---- MATERIAL TO PROCESS

#[cfg(test)]
mod tests {
    use super::*;
    use crate::features::FeatureInput;
    use crate::geometry::{BoundingBox, GeometryInput};
    use approx::assert_relative_eq;
    use pretty_assertions::assert_eq;

    fn parts() -> Vec<EstimateRequest> {
        let mut parts: Vec<EstimateRequest> = (0..12)
            .map(|i| {
                EstimateRequest::features(
                    &format!("P-{:02}", i),
                    if i % 2 == 0 { "aluminum" } else { "steel" },
                    vec![
                        FeatureInput::new("outer_diameter", format!("ø{}, L=100", 20 + i)),
                        FeatureInput::new("through_hole", "ø8x20"),
                    ],
                )
            })
            .collect();
        parts.push(EstimateRequest::volume(
            "V-1",
            "aluminum",
            GeometryInput {
                volume: 800.0,
                surface_area: 600.0,
                bbox: Some(BoundingBox::new(100.0, 100.0, 100.0)),
                stock_volume: Some(1000.0),
                shape: None,
            },
        ));
        parts
    }

    #[test]
    fn test_results_keep_request_order() {
        let response = BatchOrchestrator::new(Estimator::default())
            .run(&BatchRequest::new(parts()))
            .unwrap();
        let ids: Vec<_> = response.results.iter().map(|r| r.part_id.as_str()).collect();
        assert_eq!(ids.len(), 13);
        assert_eq!(ids[0], "P-00");
        assert_eq!(ids[12], "V-1");
        assert!(response.failures.is_empty());
        assert!(response.consistency_log.is_empty());
    }

    #[test]
    fn test_batch_matches_single_estimates() {
        let estimator = Estimator::default();
        let response = BatchOrchestrator::new(estimator.clone())
            .run(&BatchRequest::new(parts()))
            .unwrap();
        for (part, result) in parts().iter().zip(&response.results) {
            assert_eq!(&estimator.estimate(part).unwrap(), result);
        }
    }

    #[test]
    fn test_failures_are_collected() {
        let mut parts = parts();
        parts.push(EstimateRequest::features("X-1", "unobtanium", vec![]));
        let response = BatchOrchestrator::new(Estimator::default())
            .run(&BatchRequest::new(parts))
            .unwrap();
        assert_eq!(response.results.len(), 13);
        assert_eq!(response.failures.len(), 1);
        assert_eq!(response.failures[0].code, "unknown_material");
    }

    #[test]
    fn test_verification_log() {
        let mut req = BatchRequest::new(parts());
        req.verify_determinism = true;
        req.verify_samples = Some(4);
        req.verify_runs = Some(3);

        let response = BatchOrchestrator::new(Estimator::default()).run(&req).unwrap();
        assert_eq!(response.consistency_log.len(), 4);
        for entry in &response.consistency_log {
            assert!(entry.consistent);
            assert_eq!(entry.runs.len(), 4);
            assert!(entry.runs.iter().all(|t| *t == entry.runs[0]));
        }
    }

    #[test]
    fn test_cancelled_batch_dispatches_nothing() {
        let orchestrator = BatchOrchestrator::new(Estimator::default());
        orchestrator.cancel_token().cancel();
        let response = orchestrator.run(&BatchRequest::new(parts())).unwrap();
        assert!(response.results.is_empty());
        assert_eq!(response.cancelled.len(), 13);
        assert_eq!(response.summary, BatchSummary::default());
    }

    #[test]
    fn test_cancel_mid_batch_lets_running_part_finish() {
        let cancel = CancelToken::new();
        let trigger = cancel.clone();
        let orchestrator = BatchOrchestrator::new(Estimator::default())
            .with_cancel_token(cancel)
            .with_progress(move |_| trigger.cancel());

        // One worker: the first part finishes, every later one sees the flag
        let pool = rayon::ThreadPoolBuilder::new().num_threads(1).build().unwrap();
        let response = pool
            .install(|| orchestrator.run(&BatchRequest::new(parts())))
            .unwrap();

        assert_eq!(response.results.len(), 1);
        assert_eq!(response.cancelled.len(), 12);
        assert!(!response.cancelled.contains(&response.results[0].part_id));
        assert_eq!(response.summary.count, 1);
    }

    #[test]
    fn test_progress_sees_every_part() {
        let seen = Arc::new(std::sync::Mutex::new(Vec::new()));
        let sink = seen.clone();
        let response = BatchOrchestrator::new(Estimator::default())
            .with_progress(move |id| sink.lock().unwrap().push(id.to_string()))
            .run(&BatchRequest::new(parts()))
            .unwrap();

        let mut seen = seen.lock().unwrap().clone();
        seen.sort();
        let mut expected: Vec<String> = response.results.iter().map(|r| r.part_id.clone()).collect();
        expected.sort();
        assert_eq!(seen, expected);
    }

    #[test]
    fn test_consistency_entry_display() {
        let entry = ConsistencyEntry {
            part_id: "P-1".to_string(),
            runs: vec![30.1885, 30.1885, 31.0],
            consistent: false,
        };
        assert_eq!(
            entry.to_string(),
            "P-1              3 runs  [30.19, 30.19, 31.00]  MISMATCH"
        );
        let entry = ConsistencyEntry {
            consistent: true,
            ..entry
        };
        assert!(entry.to_string().ends_with("  consistent"));
    }

    #[test]
    fn test_summary() {
        let response = BatchOrchestrator::new(Estimator::default())
            .run(&BatchRequest::new(parts()))
            .unwrap();
        let totals: Vec<f64> = response.results.iter().map(|r| r.total_time_minutes).collect();
        let summary = &response.summary;
        assert_eq!(summary.count, 13);
        assert_relative_eq!(summary.avg_time, totals.iter().sum::<f64>() / 13.0, epsilon = 1e-9);
        assert!(summary.min_time <= summary.avg_time && summary.avg_time <= summary.max_time);
    }

    #[test]
    fn test_sample_indices() {
        assert_eq!(sample_indices(10, 5), vec![0, 2, 4, 6, 8]);
        assert_eq!(sample_indices(3, 5), vec![0, 1, 2]);
        assert_eq!(sample_indices(0, 5), Vec::<usize>::new());
    }

    #[test]
    fn test_mismatch_is_a_violation() {
        let expected = b"{\"total\":1.0}".to_vec();
        let reruns = vec![expected.clone(), b"{\"total\":1.1}".to_vec()];
        match compare_runs("P-1", &expected, &reruns) {
            Err(BatchError::DeterminismViolation { part_id, run, .. }) => {
                assert_eq!(part_id, "P-1");
                assert_eq!(run, 2);
            }
            other => panic!("expected violation, got {:?}", other),
        }
        assert!(compare_runs("P-1", &expected, &[expected.clone()]).is_ok());
    }
}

--------

=== TASK BRIEF ===
Check each line of the data above for the string "EstimateRequest" and report only how many lines have it.

=== TASK RESULT ===
5